Guidant Ceases Stents Due to Quality Issues

Guidant Corp. has announced it won’t sell its stock of Xience V drug-coated stents because some of the products failed to meet the company’s manufacturing standards, the medical device maker said yesterday.
    The Indianapolis company also will stop enrolling patients in a clinical trial for the Xience V Everolimus stent and have delayed the European debut of the product until the third quarter.
    Company executives had hoped to start selling the stent in the second quarter after European regulators approved it in January.
The stent is not on the market in the United States.
    The company said the quality assurance problems affected a small part of its Xience V inventory.
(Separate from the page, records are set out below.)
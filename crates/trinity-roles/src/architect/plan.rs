//! Deterministic scoring, engine selection, and task-graph construction for
//! ARCHITECT (§4.5.2 steps 3, 4, 7, 8). Ported faithfully from the original
//! `_assess_complexity`/`_select_reasoning_engine`/`_generate_task_graph`/
//! `_self_verify_plan` so the elif-chain scoring and task_id naming
//! convention match exactly, then re-expressed as pure Rust functions
//! grounded on the teacher's `TaskScheduler::validate` (§4.5.2 step 8).

use serde_json::json;
use trinity_types::{
    ExecutionPlan, ModelTier, ParallelGroup, Priority, Strategy, SubAgentSpec, SubAgentType,
    TaskSpec, TaskType,
};

use crate::error::PlanningError;
use crate::signal::Signal;

/// Step 3: deterministic complexity score in `[0, 1]`.
pub fn assess_complexity(signal: &Signal) -> f64 {
    let mut score = 0.0;

    let pattern = signal.pattern.as_str();
    let pattern_type = signal.pattern_type.as_deref().unwrap_or("");

    if matches!(
        pattern,
        "constitutional_violation" | "code_duplication" | "missing_tests"
    ) {
        score += 0.3;
    } else if pattern_type == "failure" {
        score += 0.2;
    } else if pattern_type == "user_intent" {
        score += 0.4;
    }

    let keywords = &signal.data.keywords;
    if keywords.iter().any(|k| k == "architecture") {
        score = score.max(0.7);
    }
    if keywords.iter().any(|k| k == "refactor") {
        score += 0.2;
    }

    // The original scans `str(signal).lower()` for these two substrings —
    // approximated here as the serialized signal, matching the same intent
    // without depending on Python's dict repr.
    let haystack = serde_json::to_string(signal).unwrap_or_default().to_lowercase();
    if haystack.contains("multi-file") {
        score += 0.2;
    }
    if haystack.contains("system-wide") {
        score += 0.3;
    }

    if signal.evidence_count >= 5 {
        score += 0.1;
    }

    score.min(1.0)
}

/// Step 4: hybrid local/cloud engine selection. Returns the chosen tier and
/// whether this selection counts as an escalation.
pub fn select_engine(signal: &Signal, complexity: f64) -> (ModelTier, bool) {
    if signal.priority == Priority::Critical {
        return (ModelTier::CloudPremium, true);
    }
    if signal.priority == Priority::High && complexity > 0.7 {
        return (ModelTier::CloudPremium, true);
    }
    (ModelTier::Local, false)
}

/// A pattern-name is architectural when tagged as such or carrying the
/// `architecture` keyword (§4.5.2 step 5).
pub fn is_architectural(signal: &Signal) -> bool {
    signal.data.keywords.iter().any(|k| k == "architecture") || signal.pattern == "constitutional_violation"
}

/// Step 7: deterministic three-task graph, task ids following the original's
/// `{correlation_id}_code` / `_test` / `_merge` convention.
pub fn generate_task_graph(strategy: &Strategy, correlation_id: &str) -> Vec<TaskSpec> {
    let timestamp = chrono::Utc::now();

    let code_task = TaskSpec {
        task_id: format!("{correlation_id}_code"),
        correlation_id: correlation_id.to_string(),
        priority: strategy.priority,
        task_type: TaskType::CodeGeneration,
        sub_agent: SubAgentType::CodeWriter.to_string(),
        spec: json_object(json!({
            "details": strategy.decision,
            "spec_content": strategy.spec_markdown,
            "complexity": strategy.complexity,
        })),
        dependencies: Vec::new(),
        timestamp,
    };

    let test_task = TaskSpec {
        task_id: format!("{correlation_id}_test"),
        correlation_id: correlation_id.to_string(),
        priority: strategy.priority,
        task_type: TaskType::TestGeneration,
        sub_agent: SubAgentType::TestArchitect.to_string(),
        spec: json_object(json!({
            "details": format!("Tests for {}", strategy.decision),
            "spec_content": strategy.spec_markdown,
            "complexity": strategy.complexity,
        })),
        dependencies: Vec::new(),
        timestamp,
    };

    let merge_task = TaskSpec {
        task_id: format!("{correlation_id}_merge"),
        correlation_id: correlation_id.to_string(),
        priority: strategy.priority,
        task_type: TaskType::Merge,
        sub_agent: SubAgentType::ReleaseManager.to_string(),
        spec: json_object(json!({
            "details": "Integrate code and tests, commit with compliance checks",
        })),
        dependencies: vec![code_task.task_id.clone(), test_task.task_id.clone()],
        timestamp,
    };

    vec![code_task, test_task, merge_task]
}

fn json_object(value: serde_json::Value) -> serde_json::Map<String, serde_json::Value> {
    match value {
        serde_json::Value::Object(map) => map,
        _ => serde_json::Map::new(),
    }
}

/// Step 8: self-verification. Mirrors `TaskScheduler::validate`'s shape,
/// extended with the code⇒test check Article II names.
pub fn validate_plan(tasks: &[TaskSpec]) -> Result<(), PlanningError> {
    if tasks.is_empty() {
        return Err(PlanningError::EmptyTaskGraph);
    }

    let mut seen_ids = std::collections::HashSet::new();
    for task in tasks {
        if !seen_ids.insert(task.task_id.as_str()) {
            return Err(PlanningError::DuplicateTaskId(task.task_id.clone()));
        }
        if task.sub_agent.trim().is_empty() {
            return Err(PlanningError::MissingSubAgent(task.task_id.clone()));
        }
    }

    let has_code = tasks.iter().any(|t| t.task_type == TaskType::CodeGeneration);
    let has_test = tasks.iter().any(|t| t.task_type == TaskType::TestGeneration);
    if has_code && !has_test {
        return Err(PlanningError::MissingTestTask);
    }

    let task_ids: std::collections::HashSet<&str> = tasks.iter().map(|t| t.task_id.as_str()).collect();
    for task in tasks {
        for dep in &task.dependencies {
            if dep == &task.task_id {
                return Err(PlanningError::SelfDependency(task.task_id.clone()));
            }
            if !task_ids.contains(dep.as_str()) {
                return Err(PlanningError::InvalidDependency {
                    task_id: task.task_id.clone(),
                    dependency_id: dep.clone(),
                });
            }
        }
    }

    Ok(())
}

/// Task-type → sub-agent fan-out table for EXECUTOR's deconstruct step
/// (§4.5.3 step 1). Lives here because it mirrors `generate_task_graph`'s
/// fixed-agent-per-type shape; `trinity-roles::executor` is its only caller.
pub fn fanout_for(task_type: TaskType) -> Vec<SubAgentType> {
    match task_type {
        TaskType::CodeGeneration | TaskType::Unknown => {
            vec![SubAgentType::CodeWriter, SubAgentType::TestArchitect]
        }
        TaskType::TestGeneration => vec![SubAgentType::TestArchitect],
        TaskType::ToolCreation => vec![SubAgentType::ToolDeveloper, SubAgentType::TestArchitect],
        TaskType::Verification => vec![SubAgentType::ImmunityEnforcer],
        TaskType::Merge => Vec::new(),
    }
}

/// Builds the single parallel group EXECUTOR fans a task's sub-agents out
/// into (§4.5.3 step 1 names one group per non-merge task type).
pub fn deconstruct(task: &TaskSpec) -> ExecutionPlan {
    let agents = fanout_for(task.task_type);
    let sub_agent_specs = agents
        .iter()
        .map(|agent| SubAgentSpec {
            agent: *agent,
            task: task.clone(),
        })
        .collect();
    let parallel_groups = if agents.is_empty() {
        Vec::new()
    } else {
        vec![ParallelGroup { agents }]
    };

    ExecutionPlan {
        task_id: task.task_id.clone(),
        correlation_id: task.correlation_id.clone(),
        sub_agent_specs,
        parallel_groups,
        verification_command: "run_tests --run-all".to_string(),
    }
}

#[cfg(test)]
mod tests {
    use super::*;
    use crate::signal::SignalData;
    use chrono::Utc;

    fn signal(pattern: &str, pattern_type: &str, keywords: &[&str], evidence_count: u32) -> Signal {
        Signal {
            correlation_id: "corr-1".to_string(),
            priority: Priority::Normal,
            pattern: pattern.to_string(),
            pattern_type: Some(pattern_type.to_string()),
            data: SignalData {
                keywords: keywords.iter().map(|s| s.to_string()).collect(),
                extra: Default::default(),
            },
            evidence_count,
            confidence: 0.8,
            timestamp: Utc::now(),
        }
    }

    #[test]
    fn architecture_keyword_floors_complexity_at_point_seven() {
        let s = signal("refactor", "opportunity", &["architecture"], 1);
        assert!(assess_complexity(&s) >= 0.7);
    }

    #[test]
    fn constitutional_violation_scores_point_three_base() {
        let s = signal("constitutional_violation", "", &[], 1);
        assert_eq!(assess_complexity(&s), 0.3);
    }

    #[test]
    fn high_evidence_count_adds_tenth() {
        let s = signal("constitutional_violation", "", &[], 5);
        assert!((assess_complexity(&s) - 0.4).abs() < 1e-9);
    }

    #[test]
    fn complexity_clamps_to_one() {
        let mut s = signal("constitutional_violation", "", &["architecture", "refactor"], 5);
        s.data.extra.insert("note".into(), json!("system-wide multi-file change"));
        assert_eq!(assess_complexity(&s), 1.0);
    }

    #[test]
    fn critical_priority_always_escalates() {
        let mut s = signal("failure", "failure", &[], 1);
        s.priority = Priority::Critical;
        let (tier, escalated) = select_engine(&s, 0.1);
        assert_eq!(tier, ModelTier::CloudPremium);
        assert!(escalated);
    }

    #[test]
    fn high_priority_needs_complexity_above_threshold_to_escalate() {
        let mut s = signal("failure", "failure", &[], 1);
        s.priority = Priority::High;
        let (tier, escalated) = select_engine(&s, 0.5);
        assert_eq!(tier, ModelTier::Local);
        assert!(!escalated);

        let (tier, escalated) = select_engine(&s, 0.71);
        assert_eq!(tier, ModelTier::CloudPremium);
        assert!(escalated);
    }

    #[test]
    fn task_graph_has_code_test_merge_with_correct_dependencies() {
        let strategy = Strategy {
            priority: Priority::Normal,
            complexity: 0.2,
            engine: ModelTier::Local,
            decision: "Simple task".to_string(),
            spec_markdown: None,
            adr_markdown: None,
            tasks: Vec::new(),
        };
        let tasks = generate_task_graph(&strategy, "corr-42");
        assert_eq!(tasks[0].task_id, "corr-42_code");
        assert_eq!(tasks[1].task_id, "corr-42_test");
        assert_eq!(tasks[2].task_id, "corr-42_merge");
        assert_eq!(tasks[2].dependencies, vec!["corr-42_code", "corr-42_test"]);
        assert!(validate_plan(&tasks).is_ok());
    }

    #[test]
    fn validate_plan_rejects_empty_graph() {
        assert_eq!(validate_plan(&[]), Err(PlanningError::EmptyTaskGraph));
    }

    #[test]
    fn validate_plan_rejects_code_without_test() {
        let strategy = Strategy {
            priority: Priority::Normal,
            complexity: 0.2,
            engine: ModelTier::Local,
            decision: "d".to_string(),
            spec_markdown: None,
            adr_markdown: None,
            tasks: Vec::new(),
        };
        let mut tasks = generate_task_graph(&strategy, "corr-1");
        tasks.retain(|t| t.task_type != TaskType::TestGeneration);
        assert_eq!(validate_plan(&tasks), Err(PlanningError::MissingTestTask));
    }

    #[test]
    fn fanout_table_matches_contract() {
        assert_eq!(
            fanout_for(TaskType::CodeGeneration),
            vec![SubAgentType::CodeWriter, SubAgentType::TestArchitect]
        );
        assert_eq!(fanout_for(TaskType::Unknown), fanout_for(TaskType::CodeGeneration));
        assert_eq!(fanout_for(TaskType::Verification), vec![SubAgentType::ImmunityEnforcer]);
        assert!(fanout_for(TaskType::Merge).is_empty());
    }
}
The exact number of those affected was not immediately available.
    ”Guidant is committed to providing the highest-quality products for the treatment of heart disease,” John Capek, the president of the company’s vascular intervention division, said in a statement.
    Capek said rebuilding the stents will lead to a $15 million charge in the first quarter to write off current inventory.
    Guidant spokeswoman Kim Boetsch said the problem wasn’t a design flaw, and engineers fixed the root cause and resumed making the stents.
    Boston Scientific plans to sell Guidant’s vascular business, including its line of drug-coated stents, to Abbott in a deal valued at $6.4 billion.
    That includes $4.1 billion in cash, a $900 million loan and will acquire $1.4 billion of Boston Scientific common stock.
    Since June, Guidant has recalled or issued safety advisories for about 88,000 defibrillators and more than 200,000 pacemakers. At least seven deaths have been linked to the faulty devices.
    Guidant officials said they notified the Food and Drug Administration, the safety board of the clinical trial, Boston Scientific and Abbott about their decision to shelve the stents.